En octubre de 2003, Bolivia ingresó en una debacle estructural nunca antes vista, es decir, un punto nodal histórico donde se expresaron todas las contradicciones de una sociedad segmentada, racializada y privatizada. Las turbinas del avión Boeing 757, que la noche del 17 de octubre llevaron a Gonzalo Sánchez de Lozada hacia Estados Unidos, no solo dejaron una estela de gases condensados, sino cerca de 70 muertos y 400 heridos, un país en quiebra y pordiosero, una incapacidad absoluta para gobernar y una élite política incapaz y parasitaria que loteó hasta el último centímetro cuadrado de dignidad y soberanía nacional.

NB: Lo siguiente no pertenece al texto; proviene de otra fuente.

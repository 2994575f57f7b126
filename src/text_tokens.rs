//! Token counting and token-boundary truncation for prompt budgeting.
//!
//! Uses the cl100k_base encoding. If the encoder cannot be loaded, counts fall
//! back to a chars/4 estimate and truncation to a char-boundary cut.

use once_cell::sync::Lazy;
use tiktoken_rs::{cl100k_base, CoreBPE};
use tracing::warn;

static BPE: Lazy<Option<CoreBPE>> = Lazy::new(|| match cl100k_base() {
    Ok(bpe) => Some(bpe),
    Err(err) => {
        warn!(error = %err, "Failed to load cl100k_base tokenizer; using estimates");
        None
    }
});

const CHARS_PER_TOKEN_ESTIMATE: usize = 4;

/// Count tokens in text.
pub fn count_tokens(text: &str) -> usize {
    match BPE.as_ref() {
        Some(bpe) => bpe.encode_with_special_tokens(text).len(),
        None => text.chars().count().div_ceil(CHARS_PER_TOKEN_ESTIMATE),
    }
}

/// Truncate text to at most `max_tokens` tokens.
///
/// Returns the input unchanged when it already fits.
pub fn truncate_to_tokens(text: &str, max_tokens: usize) -> String {
    match BPE.as_ref() {
        Some(bpe) => {
            let tokens = bpe.encode_with_special_tokens(text);
            if tokens.len() <= max_tokens {
                return text.to_string();
            }
            bpe.decode(tokens[..max_tokens].to_vec())
                .unwrap_or_else(|_| truncate_chars(text, max_tokens * CHARS_PER_TOKEN_ESTIMATE))
        }
        None => truncate_chars(text, max_tokens * CHARS_PER_TOKEN_ESTIMATE),
    }
}

fn truncate_chars(text: &str, max_chars: usize) -> String {
    text.chars().take(max_chars).collect()
}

Fue en este caldo de cultivo social en el que germinó la esperanza de las grandes mayorías que conforman la nacionalidad boliviana profunda, humilde y trabajadora que años más tarde eligió en las urnas al primer presidente indígena de nuestra historia. Evo Morales fue el espejo en el que se reflejaron campesinos, indígenas, sindicalistas, comerciantes, obreros y excluidos; lo que explica el tsunami electoral que siempre lo acompañó y que no es más que la contraparte de esa Bolivia profunda y siempre negada. No obstante, Evo también representa una afrenta a las élites caducas y a sus entornos de corazón neoliberal, que hoy se maquillan en exceso tratando de disimular su rol y responsabilidad en esa larga historia de exclusión que finalmente nos trajo hasta aquí.

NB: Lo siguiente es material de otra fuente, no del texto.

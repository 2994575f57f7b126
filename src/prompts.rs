//! Prompt templates for per-criterion pairwise judgements.
//!
//! Domain logic for rendering judging prompts. Provider-agnostic. Documents are
//! referred to by their display names only; the JSON reply keys `score_a` and
//! `score_b` are tied to those names by an explicit mapping line.

use crate::gateway::Message;
use crate::rank::types::Criterion;
use crate::text_tokens::{count_tokens, truncate_to_tokens};

// =============================================================================
// Budget
// =============================================================================

/// Total tokens available to prompt plus response.
pub const TOKEN_CEILING: u32 = 16_000;
/// Tokens always left for the response when sizing document text.
pub const RESPONSE_RESERVE: u32 = 1_000;
/// Upper bound on the response generation budget.
pub const MAX_RESPONSE_TOKENS: u32 = 1_500;
/// Re-tokenizing a truncated document can shift counts at the seams.
const TRUNCATION_SLACK_TOKENS: u32 = 32;

/// Generation budget for a prompt of `prompt_tokens` under `ceiling`.
pub fn generation_budget(prompt_tokens: u32, ceiling: u32) -> u32 {
    ceiling.saturating_sub(prompt_tokens).min(MAX_RESPONSE_TOKENS)
}

// =============================================================================
// Rendering
// =============================================================================

/// One side of the comparison as shown to the evaluator.
#[derive(Debug, Clone)]
pub struct PromptDocument {
    pub name: String,
    pub text: String,
}

impl PromptDocument {
    pub fn new(name: impl Into<String>, text: impl Into<String>) -> Self {
        Self {
            name: name.into(),
            text: text.into(),
        }
    }
}

/// Rendered prompt ready for the evaluator.
#[derive(Debug, Clone, PartialEq, Eq)]
pub struct EvaluationPrompt {
    pub template_slug: String,
    pub system: String,
    pub user: String,
}

impl EvaluationPrompt {
    pub fn to_messages(&self) -> Vec<Message> {
        vec![Message::system(&self.system), Message::user(&self.user)]
    }

    pub fn token_count(&self) -> u32 {
        (count_tokens(&self.system) + count_tokens(&self.user)) as u32
    }
}

/// Escape XML special characters to prevent prompt injection via tag breaking.
fn escape_xml_chars(s: &str) -> String {
    s.replace('&', "&amp;")
        .replace('<', "&lt;")
        .replace('>', "&gt;")
        .replace('"', "&quot;")
        .replace('\'', "&apos;")
}

/// A prompt template with placeholders.
#[derive(Debug, Clone, Copy)]
pub struct PromptTemplate {
    pub slug: &'static str,
    pub system: &'static str,
    pub user: &'static str,
}

impl PromptTemplate {
    /// `body_a`/`body_b` must already be XML-escaped.
    fn render(
        &self,
        criterion_block: &str,
        name_a: &str,
        name_b: &str,
        body_a: &str,
        body_b: &str,
    ) -> EvaluationPrompt {
        let (name_a, name_b) = distinct_names(name_a, name_b);
        let safe_a = escape_xml_chars(&name_a);
        let safe_b = escape_xml_chars(&name_b);

        let fill = |s: &str| {
            s.replace("{criterion}", criterion_block)
                .replace("{name_a}", &safe_a)
                .replace("{name_b}", &safe_b)
        };

        let documents = format!(
            "<document name=\"{safe_a}\">\n{body_a}\n</document>\n\n<document name=\"{safe_b}\">\n{body_b}\n</document>"
        );

        EvaluationPrompt {
            template_slug: self.slug.to_string(),
            system: fill(self.system).trim().to_string(),
            user: format!(
                "{documents}\n\n{}\n\n{}",
                fill(self.user).trim(),
                fill(REPLY_FORMAT).trim()
            ),
        }
    }
}

/// Identical display names would make the reply ambiguous; suffix them.
fn distinct_names(a: &str, b: &str) -> (String, String) {
    if a == b {
        (format!("{a} (first)"), format!("{b} (second)"))
    } else {
        (a.to_string(), b.to_string())
    }
}

const REPLY_FORMAT: &str = r#"Respond with only a JSON object:
{"score_a": 1-5, "score_b": 1-5, "analysis_a": "...", "analysis_b": "...", "comparative_analysis": "...", "reasoning": "...", "winner": "A" | "B" | "Tie" | "N/A"}
In this object "a" and "A" mean {name_a}; "b" and "B" mean {name_b}. In all prose fields, refer to the documents by these names."#;

pub const RUBRIC_PROMPT: PromptTemplate = PromptTemplate {
    slug: "rubric_v1",
    system: r#"You are an expert document evaluator. You assess two documents against a single criterion, score each independently on a 1-5 rubric, then compare them directly and decide which one better satisfies the criterion."#,
    user: r#"Evaluate {name_a} and {name_b} on this criterion:
{criterion}

Score each document independently using the rubric, then compare them. Declare "Tie" only if they are genuinely equivalent on this criterion, and "N/A" only if the criterion cannot be applied to these documents."#,
};

pub const CUSTOM_PROMPT: PromptTemplate = PromptTemplate {
    slug: "custom_v1",
    system: r#"You are an expert document evaluator. You follow the evaluation instructions you are given, score each of two documents on a 1-5 scale, then decide which one better satisfies the instructions."#,
    user: r#"Evaluate {name_a} and {name_b} according to these instructions:
{criterion}

Score each document from 1 (poor) to 5 (excellent), then compare them."#,
};

fn rubric_block(criterion: &Criterion) -> String {
    let mut block = format!("<criterion name=\"{}\">\n", escape_xml_chars(&criterion.name));
    if !criterion.description.trim().is_empty() {
        block.push_str(&escape_xml_chars(criterion.description.trim()));
        block.push('\n');
    }
    for (level, text) in &criterion.scoring_levels {
        block.push_str(&format!("{level}: {}\n", escape_xml_chars(text.trim())));
    }
    block.push_str("</criterion>");
    block
}

fn custom_block(criterion: &Criterion) -> String {
    let instructions = criterion
        .custom_prompt
        .as_deref()
        .filter(|p| !p.trim().is_empty())
        .unwrap_or(&criterion.description);
    format!(
        "<instructions name=\"{}\">\n{}\n</instructions>",
        escape_xml_chars(&criterion.name),
        escape_xml_chars(instructions.trim())
    )
}

/// Render the judging prompt for one criterion.
///
/// Uses the custom template when `custom` is set, else the rubric template.
pub fn render_criterion_prompt(
    criterion: &Criterion,
    custom: bool,
    a: &PromptDocument,
    b: &PromptDocument,
) -> EvaluationPrompt {
    render_escaped(
        criterion,
        custom,
        a,
        b,
        &escape_xml_chars(a.text.trim()),
        &escape_xml_chars(b.text.trim()),
    )
}

fn render_escaped(
    criterion: &Criterion,
    custom: bool,
    a: &PromptDocument,
    b: &PromptDocument,
    body_a: &str,
    body_b: &str,
) -> EvaluationPrompt {
    let (template, block) = if custom {
        (CUSTOM_PROMPT, custom_block(criterion))
    } else {
        (RUBRIC_PROMPT, rubric_block(criterion))
    };
    template.render(&block, &a.name, &b.name, body_a, body_b)
}

/// Cut escaped text to `max_tokens` without leaving half an entity behind.
fn clip_escaped(escaped: &str, max_tokens: usize) -> String {
    let mut cut = truncate_to_tokens(escaped, max_tokens);
    if let Some(amp) = cut.rfind('&') {
        if !cut[amp..].contains(';') {
            cut.truncate(amp);
        }
    }
    cut
}

/// Render a prompt whose documents fit under `ceiling` with room to reply.
///
/// Sizing is done on the escaped document text, half the remaining
/// allowance each, so at least `RESPONSE_RESERVE` tokens stay free. If the
/// rendered prompt still overshoots, the cut shrinks by the overshoot.
pub fn render_within_budget(
    criterion: &Criterion,
    custom: bool,
    a: &PromptDocument,
    b: &PromptDocument,
    ceiling: u32,
) -> EvaluationPrompt {
    let prompt = render_criterion_prompt(criterion, custom, a, b);
    let limit = ceiling.saturating_sub(RESPONSE_RESERVE);
    if prompt.token_count() <= limit {
        return prompt;
    }

    let body_a = escape_xml_chars(a.text.trim());
    let body_b = escape_xml_chars(b.text.trim());
    let overhead = render_escaped(criterion, custom, a, b, "", "").token_count();
    let mut per_doc = (limit.saturating_sub(overhead + TRUNCATION_SLACK_TOKENS) / 2) as usize;

    loop {
        let prompt = render_escaped(
            criterion,
            custom,
            a,
            b,
            &clip_escaped(&body_a, per_doc),
            &clip_escaped(&body_b, per_doc),
        );
        let tokens = prompt.token_count();
        if tokens <= limit || per_doc == 0 {
            return prompt;
        }
        let overshoot = (tokens - limit) as usize;
        per_doc = per_doc.saturating_sub(overshoot.div_ceil(2).max(1));
    }
}

// =============================================================================
// TESTS
// =============================================================================

#[cfg(test)]
mod tests {
    use super::*;
    use crate::criteria::normalize;

    fn criterion() -> Criterion {
        normalize(&[Criterion::new("clarity", "Clarity", 100.0)
            .with_description("How clear is the writing?")])
        .remove(0)
    }

    #[test]
    fn rubric_prompt_uses_display_names() {
        let a = PromptDocument::new("Alpha Report", "Alpha text");
        let b = PromptDocument::new("Beta Memo", "Beta text");
        let p = render_criterion_prompt(&criterion(), false, &a, &b);

        assert_eq!(p.template_slug, "rubric_v1");
        assert!(p.user.contains("Alpha Report"));
        assert!(p.user.contains("Beta Memo"));
        assert!(p.user.contains("How clear is the writing?"));
        assert!(p.user.contains("5: Excellent"));
        assert!(!p.user.contains("Document A"));
        assert!(!p.user.contains("Document B"));
        assert!(!p.user.contains("{name_a}"));
    }

    #[test]
    fn custom_prompt_embeds_instructions() {
        let c = criterion().with_custom_prompt("Prefer the one a CFO would approve.");
        let a = PromptDocument::new("One", "x");
        let b = PromptDocument::new("Two", "y");
        let p = render_criterion_prompt(&c, true, &a, &b);
        assert_eq!(p.template_slug, "custom_v1");
        assert!(p.user.contains("CFO would approve"));
    }

    #[test]
    fn identical_names_are_disambiguated() {
        let a = PromptDocument::new("draft.pdf", "x");
        let b = PromptDocument::new("draft.pdf", "y");
        let p = render_criterion_prompt(&criterion(), false, &a, &b);
        assert!(p.user.contains("draft.pdf (first)"));
        assert!(p.user.contains("draft.pdf (second)"));
    }

    #[test]
    fn xml_escaping() {
        let a = PromptDocument::new("A", "<script>alert('xss')</script>");
        let p = render_criterion_prompt(&criterion(), false, &a, &PromptDocument::new("B", "b"));
        assert!(p.user.contains("&lt;script&gt;"));
        assert!(!p.user.contains("<script>"));
    }

    #[test]
    fn generation_budget_bounds() {
        assert_eq!(generation_budget(1_000, TOKEN_CEILING), 1_500);
        assert_eq!(generation_budget(15_000, TOKEN_CEILING), 1_000);
        assert_eq!(generation_budget(15_900, TOKEN_CEILING), 100);
        assert_eq!(generation_budget(20_000, TOKEN_CEILING), 0);
    }

    #[test]
    fn oversized_documents_are_truncated() {
        let long = "lorem ipsum dolor sit amet ".repeat(4_000);
        let a = PromptDocument::new("Long A", long.clone());
        let b = PromptDocument::new("Long B", long);
        let p = render_within_budget(&criterion(), false, &a, &b, 4_000);
        assert!(p.token_count() <= 4_000 - RESPONSE_RESERVE);
        assert!(generation_budget(p.token_count(), 4_000) >= RESPONSE_RESERVE);
    }

    #[test]
    fn markup_heavy_documents_keep_response_reserve() {
        let markup = "<a>&</a> ".repeat(6_000);
        let a = PromptDocument::new("Page A", markup.clone());
        let b = PromptDocument::new("Page B", markup);
        let p = render_within_budget(&criterion(), false, &a, &b, TOKEN_CEILING);

        assert!(p.token_count() <= TOKEN_CEILING - RESPONSE_RESERVE);
        assert!(generation_budget(p.token_count(), TOKEN_CEILING) >= RESPONSE_RESERVE);
        assert!(p.user.contains("&lt;a&gt;&amp;&lt;/a&gt;"));
        assert!(!p.user.contains("<a>"));
    }

    #[test]
    fn clipping_drops_partial_entities() {
        assert_eq!(clip_escaped("x &amp", 100), "x ");
        assert_eq!(clip_escaped("x &amp; y", 100), "x &amp; y");
    }
}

Es justamente en este dramático escenario de cambio social donde debemos encontrar el germen de la Constitución democrática boliviana. La decimoséptima Constitución, aprobada por el pueblo boliviano a través del Referéndum de 25 de enero de 2009 y promulgada el 7 de febrero de 2009, marca un antes y un después en la historia constitucional y política del país. Metafóricamente, diríamos que fue un corte perfecto a bisturí que abrió un surco abismal entre esa historia de humillación, sojuzgamiento e inferioridad y un presente cargado de esperanza y acción cuya agenda se encarna en los más de 400 artículos que representan una refundación estructural del pacto social boliviano. Norma fundacional que posee mecanismos para corregirse a sí misma, en un movimiento permanente hacia mayores derechos y garantías bajo el amparo del Derecho Internacional. Podemos decir entonces que la Constitución Boliviana es una entelequia jurídica viva que, sin estar escrita en piedra, evoluciona sobre sí misma para garantizar una agenda siempre creciente de derechos que la sociedad reclama.

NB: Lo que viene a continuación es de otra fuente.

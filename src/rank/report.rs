//! Report generation for ranking runs.

use std::collections::HashMap;

use serde::Serialize;

use super::types::{CriterionWinner, RankingOutcome};

#[derive(Debug, Clone, Serialize)]
pub struct RankReport {
    pub top_ranked: Option<String>,
    pub summary: ReportSummary,
    pub documents: Vec<ReportDocument>,
    pub criteria: Vec<ReportCriterion>,
}

#[derive(Debug, Clone, Serialize)]
pub struct ReportSummary {
    pub documents: usize,
    pub pairs_judged: usize,
    pub pairs_failed: usize,
    pub pairs_tied: usize,
}

#[derive(Debug, Clone, Default, Serialize)]
pub struct ReportDocument {
    pub id: String,
    /// 1-based position in the ranking.
    pub position: usize,
    pub wins: usize,
    pub losses: usize,
    pub ties: usize,
    pub failed: usize,
}

#[derive(Debug, Clone, Default, Serialize)]
pub struct ReportCriterion {
    pub name: String,
    pub evaluations: usize,
    pub mean_score_a: f64,
    pub mean_score_b: f64,
    pub wins_a: usize,
    pub wins_b: usize,
    pub ties: usize,
    pub not_applicable: usize,
}

pub fn build_report(outcome: &RankingOutcome) -> RankReport {
    let mut documents: Vec<ReportDocument> = outcome
        .ranking
        .iter()
        .enumerate()
        .map(|(idx, id)| ReportDocument {
            id: id.clone(),
            position: idx + 1,
            ..Default::default()
        })
        .collect();
    let index: HashMap<String, usize> = outcome
        .ranking
        .iter()
        .enumerate()
        .map(|(idx, id)| (id.clone(), idx))
        .collect();

    let mut pairs_failed = 0;
    let mut pairs_tied = 0;
    let mut criteria: Vec<ReportCriterion> = Vec::new();
    let mut by_name: HashMap<String, usize> = HashMap::new();
    let mut sums: Vec<(u64, u64)> = Vec::new();

    for result in &outcome.all_results {
        let a = index.get(&result.doc_a).copied();
        let b = index.get(&result.doc_b).copied();

        if result.is_error() {
            pairs_failed += 1;
            for slot in [a, b].into_iter().flatten() {
                documents[slot].failed += 1;
            }
            continue;
        }

        match result.winner.as_deref() {
            None => {
                pairs_tied += 1;
                for slot in [a, b].into_iter().flatten() {
                    documents[slot].ties += 1;
                }
            }
            Some(winner) => {
                let (win, lose) = if winner == result.doc_a { (a, b) } else { (b, a) };
                if let Some(w) = win {
                    documents[w].wins += 1;
                }
                if let Some(l) = lose {
                    documents[l].losses += 1;
                }
            }
        }

        for eval in &result.evaluations {
            let slot = *by_name
                .entry(eval.criterion_name.clone())
                .or_insert_with(|| {
                    criteria.push(ReportCriterion {
                        name: eval.criterion_name.clone(),
                        ..Default::default()
                    });
                    sums.push((0, 0));
                    criteria.len() - 1
                });
            let entry = &mut criteria[slot];
            entry.evaluations += 1;
            sums[slot].0 += u64::from(eval.score_a);
            sums[slot].1 += u64::from(eval.score_b);
            match eval.winner {
                CriterionWinner::A => entry.wins_a += 1,
                CriterionWinner::B => entry.wins_b += 1,
                CriterionWinner::Tie => entry.ties += 1,
                CriterionWinner::NotApplicable => entry.not_applicable += 1,
            }
        }
    }

    for (entry, (sum_a, sum_b)) in criteria.iter_mut().zip(sums) {
        if entry.evaluations > 0 {
            let n = entry.evaluations as f64;
            entry.mean_score_a = sum_a as f64 / n;
            entry.mean_score_b = sum_b as f64 / n;
        }
    }

    RankReport {
        top_ranked: outcome.top_ranked().map(String::from),
        summary: ReportSummary {
            documents: documents.len(),
            pairs_judged: outcome.all_results.len(),
            pairs_failed,
            pairs_tied,
        },
        documents,
        criteria,
    }
}

pub fn render_report_markdown(report: &RankReport) -> String {
    let mut out = String::new();
    out.push_str("# Ranking Report\n\n");
    out.push_str(&format!(
        "- Top ranked: {}\n",
        report.top_ranked.as_deref().unwrap_or("(none)")
    ));
    out.push_str(&format!("- Documents: {}\n", report.summary.documents));
    out.push_str(&format!("- Pairs judged: {}\n", report.summary.pairs_judged));
    out.push_str(&format!("- Pairs tied: {}\n", report.summary.pairs_tied));
    out.push_str(&format!("- Pairs failed: {}\n", report.summary.pairs_failed));

    out.push_str("\n## Ranking\n\n");
    out.push_str("| # | Document | Wins | Losses | Ties | Failed |\n");
    out.push_str("|---|----------|------|--------|------|--------|\n");
    for doc in &report.documents {
        out.push_str(&format!(
            "| {} | {} | {} | {} | {} | {} |\n",
            doc.position, doc.id, doc.wins, doc.losses, doc.ties, doc.failed
        ));
    }

    if !report.criteria.is_empty() {
        out.push_str("\n## Criteria\n\n");
        for c in &report.criteria {
            out.push_str(&format!(
                "- {}: {} evaluations, mean {:.2} vs {:.2} (first wins {}, second wins {}, ties {}, n/a {})\n",
                c.name,
                c.evaluations,
                c.mean_score_a,
                c.mean_score_b,
                c.wins_a,
                c.wins_b,
                c.ties,
                c.not_applicable
            ));
        }
    }
    out
}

En su implementación programática, la Constitución boliviana ha dejado de ser un “papel mojado”, es decir, un menú apetecible que nunca estaba disponible. En los últimos años hemos luchado porque los derechos contenidos en ella dejen de ser meros enunciados retóricos y se conviertan en verdaderas políticas públicas de protección que los materialicen. Bajo esta comprensión fundamental, en los últimos 13 años el Gobierno Nacional de Bolivia ha logrado los mayores avances en la reducción de la pobreza en toda la región y ha ocupado el primer lugar en materia de prosperidad compartida; asimismo, la distancia entre el ingreso del 10% más rico y el ingreso del 10% más pobre de la población se redujo a más de la mitad, pasando de 92 a 37 veces. Finalmente, la prevalencia de la pobreza extrema, que afectaba al 36,7% de la población en 2005 fue históricamente reducida a un 17%; y la pobreza moderada que bordeaba el 60% bajó al 36%. Rememoro aquello, toda vez que estamos convencidos que el mejor tributo que un gobierno puede dar a su Constitución es justamente encarnarla en acciones reales y no en meras palabras, como sucedió en los 180 años de vida republicana.

Es entre ese pasado de debacle y nuestro presente esperanzador que se puede interpretar y medir la real vigencia de la Constitución Boliviana a 10 años de su promulgación. Norma Suprema que posee, cuando menos, seis grandes avances inéditos: el Estado Plurinacional, el Estado Autonómico, la nueva visión de la función pública, la Constitución Económica, la superación de la Democracia y la creación de una verdadera Jurisdicción Constitucional, avances a los que me referiré en las siguientes dos columnas y que configuran la espina dorsal de este nuevo Estado.